Yo también he escrito mi carta privada y personal a los Magos de Oriente (Oriente zona que este año he pisado con mis propios pies, que he sufrido en mis propias carnes, y que por desgracia me ha decepcionado bastante al descubrir una sociedad analfabeta, egoísta y sin futuro, que no merece absolutamente ningún tipo de respeto y que aunque suene fuerte y mal creo que habría que intentar o redirigir o dejar que se autodestruya ella sola), pero no voy a dar detalle de la misma. De la que sí voy a hablar un momento es de la carta que he escrito a los Reyes Magos sobre lo que pido para España.

Pensé en su día pedir que Sus Majestades de Oriente se llevaran a todos los inútiles que han gobernado y gobiernan en España, de cualquier signo y partido político, desde hace cuarenta años. Lo que pasa es que me di cuenta de que los camellos no fueron hechos para llevar basura a cuestas. Por otro lado también me di cuenta de que pedir esto era aceptar que toda la sociedad española merecería un diluvio universal para empezar de cero y tampoco estaba muy del todo. Deseché la idea y sinceramente prefiero que los Reyes Magos traigan conciencia colectiva, que hagan que por una vez los políticos (es decir la sociedad) tengan claro que el bienestar viene dado por una educación y formación de calidad, libre e independiente, que forme ciudadanos que piensen por sí mismos y sean críticos con todo; donde la cultura es una pieza clave y fundamental; y donde la ética y la moral sin signo ideológico rigen los comportamientos. Nada más pido, aunque creo que para España es mucho.

Para mí siendo un poco más egoísta pido que me ayuden a desbloquearme y que pueda dar forma escrita a la historia que tengo en la cabeza para la próxima novela y que desgraciadamente soy incapaz de empezar, porque no logro dar con un comienzo.

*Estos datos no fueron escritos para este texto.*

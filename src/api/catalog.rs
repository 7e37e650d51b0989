//! Listing and channel reads
//!
//! All anonymous. Failures carry the status code only.

use laptophub_protocol::{Channel, Listing, Paginated};

use crate::client::{ApiClient, Failure};
use crate::error::Result;
use crate::transport::{ApiRequest, Transport};

/// `laptops.*`
#[derive(Debug)]
pub struct LaptopsApi<'a, T: Transport> {
    client: &'a ApiClient<T>,
}

/// `chats.*`
#[derive(Debug)]
pub struct ChatsApi<'a, T: Transport> {
    client: &'a ApiClient<T>,
}

/// `chat.*`: listings scoped to one channel
#[derive(Debug)]
pub struct ChatApi<'a, T: Transport> {
    client: &'a ApiClient<T>,
}

impl<T: Transport> ApiClient<T> {
    pub fn laptops(&self) -> LaptopsApi<'_, T> {
        LaptopsApi { client: self }
    }

    pub fn chats(&self) -> ChatsApi<'_, T> {
        ChatsApi { client: self }
    }

    pub fn chat(&self) -> ChatApi<'_, T> {
        ChatApi { client: self }
    }
}

/// Pages are 1-based; anything lower is treated as the first page.
fn page_number(page: u32) -> u32 {
    page.max(1)
}

impl<'a, T: Transport> LaptopsApi<'a, T> {
    /// GET /laptops/?page=&q=
    ///
    /// The query is trimmed and only sent when something is left.
    pub async fn list(&self, page: u32, query: Option<&str>) -> Result<Paginated<Listing>> {
        let mut request = ApiRequest::get("/laptops/").query("page", page_number(page));
        if let Some(q) = query.map(str::trim).filter(|q| !q.is_empty()) {
            request = request.query("q", q);
        }
        self.client.fetch(request, Failure::StatusOnly).await
    }

    /// GET /laptops/{uuid}/
    pub async fn retrieve(&self, uuid: &str) -> Result<Listing> {
        let request = ApiRequest::get(format!("/laptops/{}/", uuid));
        self.client.fetch(request, Failure::StatusOnly).await
    }
}

impl<'a, T: Transport> ChatsApi<'a, T> {
    /// GET /chats/?page=
    pub async fn list(&self, page: u32) -> Result<Paginated<Channel>> {
        let request = ApiRequest::get("/chats/").query("page", page_number(page));
        self.client.fetch(request, Failure::StatusOnly).await
    }

    /// GET /chats/{id}/
    pub async fn retrieve(&self, channel_id: i64) -> Result<Channel> {
        let request = ApiRequest::get(format!("/chats/{}/", channel_id));
        self.client.fetch(request, Failure::StatusOnly).await
    }
}

impl<'a, T: Transport> ChatApi<'a, T> {
    /// GET /chat/{id}?page=
    pub async fn posts(&self, channel_id: i64, page: u32) -> Result<Paginated<Listing>> {
        let request = ApiRequest::get(format!("/chat/{}", channel_id)).query("page", page_number(page));
        self.client.fetch(request, Failure::StatusOnly).await
    }
}

#[cfg(test)]
mod tests {
    use super::*;
    use crate::config::ClientConfig;
    use crate::error::LaptopHubError;
    use crate::tests::mocks::{channel_json, listing_json, MockTransport};
    use serde_json::json;

    fn create_client() -> (MockTransport, ApiClient<MockTransport>) {
        let mock = MockTransport::new();
        let client = ApiClient::with_transport(mock.clone(), ClientConfig::default());
        (mock, client)
    }

    fn listing_page(count: u64, uuids: &[&str]) -> serde_json::Value {
        json!({
            "count": count,
            "next": null,
            "previous": null,
            "results": uuids.iter().map(|u| listing_json(u)).collect::<Vec<_>>()
        })
    }

    #[tokio::test]
    async fn test_list_laptops_sends_page_and_query() {
        let (mock, client) = create_client();
        mock.respond_json("GET", "/laptops/", 200, listing_page(2, &["a", "b"]));

        let page = client.laptops().list(3, Some("  thinkpad ")).await.unwrap();
        assert_eq!(page.count, 2);
        assert!(page.results.len() as u64 <= page.count);

        let request = mock.last_request();
        assert_eq!(request.query_value("page"), Some("3"));
        assert_eq!(request.query_value("q"), Some("thinkpad"));
        assert!(request.bearer.is_none());
    }

    #[tokio::test]
    async fn test_blank_and_missing_query_send_identical_params() {
        let (mock, client) = create_client();
        mock.respond_json("GET", "/laptops/", 200, listing_page(0, &[]));

        client.laptops().list(1, None).await.unwrap();
        client.laptops().list(1, Some("")).await.unwrap();
        client.laptops().list(1, Some("   ")).await.unwrap();

        let requests = mock.requests();
        assert_eq!(requests.len(), 3);
        for request in &requests {
            assert_eq!(request.query, requests[0].query);
            assert_eq!(request.query_value("q"), None);
        }
    }

    #[tokio::test]
    async fn test_page_zero_is_first_page() {
        let (mock, client) = create_client();
        mock.respond_json("GET", "/chats/", 200, json!({"count": 0, "results": []}));

        client.chats().list(0).await.unwrap();
        assert_eq!(mock.last_request().query_value("page"), Some("1"));
    }

    #[tokio::test]
    async fn test_retrieve_missing_listing_is_http_error() {
        let (mock, client) = create_client();
        mock.respond("GET", "/laptops/nope/", 404, r#"{"detail": "Not found."}"#);

        let err = client.laptops().retrieve("nope").await.unwrap_err();
        assert!(matches!(err, LaptopHubError::Http { status: 404 }));
        assert_eq!(err.to_string(), "HTTP 404");
    }

    #[tokio::test]
    async fn test_retrieve_listing() {
        let (mock, client) = create_client();
        mock.respond_json("GET", "/laptops/3f2b/", 200, listing_json("3f2b"));

        let listing = client.laptops().retrieve("3f2b").await.unwrap();
        assert_eq!(listing.uuid, "3f2b");
        assert_eq!(listing.price.as_deref(), Some("62000.00"));
    }

    #[tokio::test]
    async fn test_channel_and_posts() {
        let (mock, client) = create_client();
        mock.respond_json("GET", "/chats/1001/", 200, channel_json(1001));
        mock.respond_json("GET", "/chat/1001", 200, listing_page(13, &["x"]));

        let chats = client.chats();
        let chat = client.chat();
        let (channel, posts) = tokio::join!(chats.retrieve(1001), chat.posts(1001, 2));
        let channel = channel.unwrap();
        let posts = posts.unwrap();

        assert_eq!(channel.channel_id, 1001);
        assert!(channel.is_verified);
        assert_eq!(posts.page_count(client.page_size()), 2);

        let posts_request = mock
            .requests()
            .into_iter()
            .find(|r| r.path == "/chat/1001")
            .unwrap();
        assert_eq!(posts_request.query_value("page"), Some("2"));
    }

    #[tokio::test]
    async fn test_server_error_on_list() {
        let (mock, client) = create_client();
        mock.respond("GET", "/chats/", 500, r#"{"detail": "boom"}"#);

        let err = client.chats().list(1).await.unwrap_err();
        assert_eq!(err.to_string(), "HTTP 500");
    }
}
//! Configuration for the LaptopHub client
//!
//! Values are layered: built-in defaults, then an optional config file,
//! then `LAPTOPHUB_*` environment variables, then builder overrides.
//! Nested keys use a double underscore, e.g.
//! `LAPTOPHUB_TOKEN_STORAGE__STORAGE_PATH`.

use config::{Config, Environment, File};
use serde::{Deserialize, Serialize};
use std::path::{Path, PathBuf};

use crate::error::{LaptopHubError, Result};
use crate::normalize::MessagePolicyKind;

pub const DEFAULT_BASE_URL: &str = "https://laptophub.autoqueue.systems/api";

/// Server-side page size for every paginated collection
pub const DEFAULT_PAGE_SIZE: u32 = 12;

pub fn default_storage_dir() -> PathBuf {
    dirs::data_dir()
        .unwrap_or_else(|| PathBuf::from("."))
        .join("laptophub")
}

pub fn default_storage_path() -> PathBuf {
    default_storage_dir().join("session.json")
}

pub fn default_config_path() -> PathBuf {
    dirs::config_dir()
        .unwrap_or_else(|| PathBuf::from("."))
        .join("laptophub")
        .join("config.toml")
}

/// Where the session keys are persisted
#[derive(Debug, Clone, Deserialize, Serialize)]
pub struct TokenStorageConfig {
    #[serde(default = "default_true")]
    pub enabled: bool,
    #[serde(default)]
    pub storage_path: Option<PathBuf>,
}

impl Default for TokenStorageConfig {
    fn default() -> Self {
        Self {
            enabled: true,
            storage_path: None,
        }
    }
}

impl TokenStorageConfig {
    pub fn resolved_path(&self) -> PathBuf {
        self.storage_path
            .clone()
            .unwrap_or_else(default_storage_path)
    }
}

/// Client configuration
#[derive(Debug, Clone, Deserialize, Serialize)]
pub struct ClientConfig {
    pub base_url: String,
    /// Request timeout in seconds; `None` leaves the transport default
    #[serde(default)]
    pub timeout: Option<u64>,
    #[serde(default = "default_page_size")]
    pub page_size: u32,
    #[serde(default)]
    pub token_storage: TokenStorageConfig,
    #[serde(default)]
    pub error_messages: MessagePolicyKind,
}

fn default_true() -> bool {
    true
}

fn default_page_size() -> u32 {
    DEFAULT_PAGE_SIZE
}

impl Default for ClientConfig {
    fn default() -> Self {
        Self {
            base_url: DEFAULT_BASE_URL.to_string(),
            timeout: None,
            page_size: DEFAULT_PAGE_SIZE,
            token_storage: TokenStorageConfig::default(),
            error_messages: MessagePolicyKind::default(),
        }
    }
}

/// Builder for ClientConfig
#[derive(Debug, Default)]
pub struct ClientConfigBuilder {
    base_url: Option<String>,
    timeout: Option<u64>,
    page_size: Option<u32>,
    token_storage: Option<TokenStorageConfig>,
    error_messages: Option<MessagePolicyKind>,
    config_file: Option<PathBuf>,
    skip_environment: bool,
}

impl ClientConfigBuilder {
    pub fn new() -> Self {
        Self::default()
    }

    pub fn base_url<S: Into<String>>(mut self, base_url: S) -> Self {
        self.base_url = Some(base_url.into());
        self
    }

    pub fn timeout(mut self, seconds: u64) -> Self {
        self.timeout = Some(seconds);
        self
    }

    pub fn page_size(mut self, page_size: u32) -> Self {
        self.page_size = Some(page_size);
        self
    }

    pub fn token_storage(mut self, token_storage: TokenStorageConfig) -> Self {
        self.token_storage = Some(token_storage);
        self
    }

    pub fn error_messages(mut self, policy: MessagePolicyKind) -> Self {
        self.error_messages = Some(policy);
        self
    }

    pub fn config_file<P: AsRef<Path>>(mut self, path: P) -> Self {
        self.config_file = Some(path.as_ref().to_path_buf());
        self
    }

    /// Ignore `LAPTOPHUB_*` variables.
    pub fn without_environment(mut self) -> Self {
        self.skip_environment = true;
        self
    }

    pub fn build(self) -> Result<ClientConfig> {
        let mut config =
            ClientConfig::layered(self.config_file.as_deref(), !self.skip_environment)?;

        if let Some(base_url) = self.base_url {
            config.base_url = base_url;
        }
        if let Some(timeout) = self.timeout {
            config.timeout = Some(timeout);
        }
        if let Some(page_size) = self.page_size {
            config.page_size = page_size;
        }
        if let Some(token_storage) = self.token_storage {
            config.token_storage = token_storage;
        }
        if let Some(policy) = self.error_messages {
            config.error_messages = policy;
        }

        config.validate()?;
        Ok(config)
    }
}

impl ClientConfig {
    pub fn new() -> Result<Self> {
        Self::from_file_and_env::<&str>(None)
    }

    pub fn builder() -> ClientConfigBuilder {
        ClientConfigBuilder::new()
    }

    pub fn from_file_and_env<P: AsRef<Path>>(config_file: Option<P>) -> Result<Self> {
        let config = Self::layered(config_file.as_ref().map(|p| p.as_ref()), true)?;
        config.validate()?;
        Ok(config)
    }

    fn layered(config_file: Option<&Path>, with_env: bool) -> Result<Self> {
        let mut builder = Config::builder()
            .set_default("base_url", DEFAULT_BASE_URL)?
            .set_default("page_size", i64::from(DEFAULT_PAGE_SIZE))?
            .set_default("error_messages", "first")?;

        if let Some(path) = config_file {
            if path.exists() {
                builder = builder.add_source(File::from(path));
            }
        }

        if with_env {
            builder = builder.add_source(
                Environment::with_prefix("LAPTOPHUB")
                    .prefix_separator("_")
                    .separator("__")
                    .try_parsing(true),
            );
        }

        Ok(builder.build()?.try_deserialize()?)
    }

    pub fn validate(&self) -> Result<()> {
        if self.base_url.trim().is_empty() {
            return Err(LaptopHubError::config("Base URL cannot be empty"));
        }
        if self.page_size == 0 {
            return Err(LaptopHubError::config("Page size must be at least 1"));
        }
        Ok(())
    }

    /// Join the base URL and an endpoint path with exactly one slash.
    ///
    /// The endpoint's own trailing slash and query string are preserved;
    /// the backend distinguishes `/laptops/` from `/laptops`.
    pub fn endpoint_url(&self, endpoint: &str) -> String {
        let endpoint = endpoint.strip_prefix('/').unwrap_or(endpoint);
        let base_url =
            if self.base_url.starts_with("http://") || self.base_url.starts_with("https://") {
                self.base_url.clone()
            } else {
                format!("https://{}", self.base_url)
            };

        format!("{}/{}", base_url.trim_end_matches('/'), endpoint)
    }
}
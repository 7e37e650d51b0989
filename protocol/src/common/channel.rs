//! Telegram channels ("chats" on the wire)

use chrono::{DateTime, Utc};
use serde::{Deserialize, Serialize};

use super::de;

/// A seller channel the listings are sourced from
#[derive(Debug, Clone, Serialize, Deserialize)]
pub struct Channel {
    pub channel_id: i64,
    /// Back-link to this channel's listings collection
    pub chat_posts: String,
    #[serde(default)]
    pub username: Option<String>,
    pub title: String,
    #[serde(default)]
    pub description: Option<String>,
    #[serde(default)]
    pub member_count: Option<u64>,
    #[serde(default, deserialize_with = "de::flag")]
    pub is_verified: bool,
    #[serde(default, deserialize_with = "de::flag")]
    pub is_private: bool,
    #[serde(default, deserialize_with = "de::flag")]
    pub is_active: bool,
    pub created_at: DateTime<Utc>,
    pub updated_at: DateTime<Utc>,
    pub profile_photo: String,
    #[serde(default)]
    pub language: Option<String>,
    #[serde(default)]
    pub category: Option<String>,
}

impl Channel {
    /// `@handle` when the channel has a public username.
    pub fn handle(&self) -> Option<String> {
        self.username
            .as_deref()
            .filter(|u| !u.is_empty())
            .map(|u| format!("@{}", u.trim_start_matches('@')))
    }
}

#[cfg(test)]
mod tests {
    use super::*;
    use serde_json::json;

    #[test]
    fn test_missing_flags_default_to_false() {
        let channel: Channel = serde_json::from_value(json!({
            "channel_id": -1001234,
            "chat_posts": "https://example.test/api/chat/-1001234",
            "username": "laptops_et",
            "title": "Laptops ET",
            "is_verified": true,
            "is_private": null,
            "created_at": "2023-01-01T00:00:00Z",
            "updated_at": "2024-01-01T00:00:00Z",
            "profile_photo": "https://cdn.test/p.jpg"
        }))
        .unwrap();

        assert!(channel.is_verified);
        assert!(!channel.is_private);
        assert!(!channel.is_active);
        assert_eq!(channel.handle().as_deref(), Some("@laptops_et"));
    }
}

En segundo plano, ya que es la escritura la que me proporciona más felicidad, pido encontrar un trabajo digno y de calidad que me llene e ilusione. Aunque esto último parece que va a ser más difícil viendo la cantidad de currículos que he enviado sin haber recibido respuesta alguna, y teniendo en cuenta que hay mucho joven que exigen calidad en el trabajo pero luego acepta las miserables reglas del juego que imponen los empresarios. Es posible también que ninguna empresa merezca mis servicios, que no estén a mi altura, sea cual sea esta. Amor no voy a pedir porque es algo que no se puede pedir en una carta a Sus Majestades de Oriente, bastante tienen con cumplir los deseos de los más pequeños de cada casa.

Una vez pase el día seis de enero, el Día de Reyes, y Sus Majestades de Oriente vuelvan, si es que no les paran en alguna frontera de estas que se están levantando de nuevo en Europa por la ignorancia y la ignominia del neo-fascismo que campa a sus anchas por el Viejo Continente, a su tierra de origen para descansar y esperar que pase de nuevo todo el año para repartir felicidad, ilusión y alegría, todo volverá a ser como antes de 22 de diciembre: anodino, cansino, pesado, aburrido, gris, frío...

Una vez pasen estos primero días del año todos volveremos a los de siempre y a llevarlo lo mejor posible para no desfallecer, no tirar la toalla (cosa absurda por otro lado; absurda e inútil), e ir pasando día a día los doce meses que faltan para volver a estas fechas locas.


Caronte.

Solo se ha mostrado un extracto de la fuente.